_Problem statement_:
Repeat exactly the lines from the line containing "pub async fn" through the last line of the records below, inclusive, and nothing else.

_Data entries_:
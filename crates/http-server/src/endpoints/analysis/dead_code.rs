use crate::AppState;
use crate::contract::{EmptyRequest, EndpointConfigTypes};
use crate::define_endpoint;
use crate::endpoints::shared::{PathPrefixQueryRequest, non_empty};
use axum::extract::{Query, State};
use axum::response::Json;
use querying::dead_code::DeadCodeEntry;
use serde::{Deserialize, Serialize};
use ts_rs::TS;

#[derive(Serialize, Deserialize, TS, Default, Debug)]
#[ts(export, export_to = "api.ts")]
pub struct DeadCodeResponses {
    #[serde(rename = "200")]
    pub ok: Vec<DeadCodeEntry>,
}

pub struct DeadCodeEndpointConfig;

impl EndpointConfigTypes for DeadCodeEndpointConfig {
    type PathRequest = EmptyRequest;
    type BodyRequest = EmptyRequest;
    type QueryRequest = PathPrefixQueryRequest;
    type Response = DeadCodeResponses;
}

define_endpoint! {
    DeadCodeEndpoint,
    DeadCodeEndpointDef,
    Get,
    "/analysis/dead-code",
    ts_path_type = "\"/api/analysis/dead-code\"",
    config = DeadCodeEndpointConfig
}

/// Liveness of every method, including the live ones
pub async fn dead_code_handler(
    State(state): State<AppState>,
    Query(query_params): Query<PathPrefixQueryRequest>,
) -> Json<Vec<DeadCodeEntry>> {
    Json(state.querying.dead_code(non_empty(query_params.path.as_deref())))
}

_Result of this task_:
pub async fn dead_code_handler(
    State(state): State<AppState>,
    Query(query_params): Query<PathPrefixQueryRequest>,
) -> Json<Vec<DeadCodeEntry>> {
    Json(state.querying.dead_code(non_empty(query_params.path.as_deref())))
}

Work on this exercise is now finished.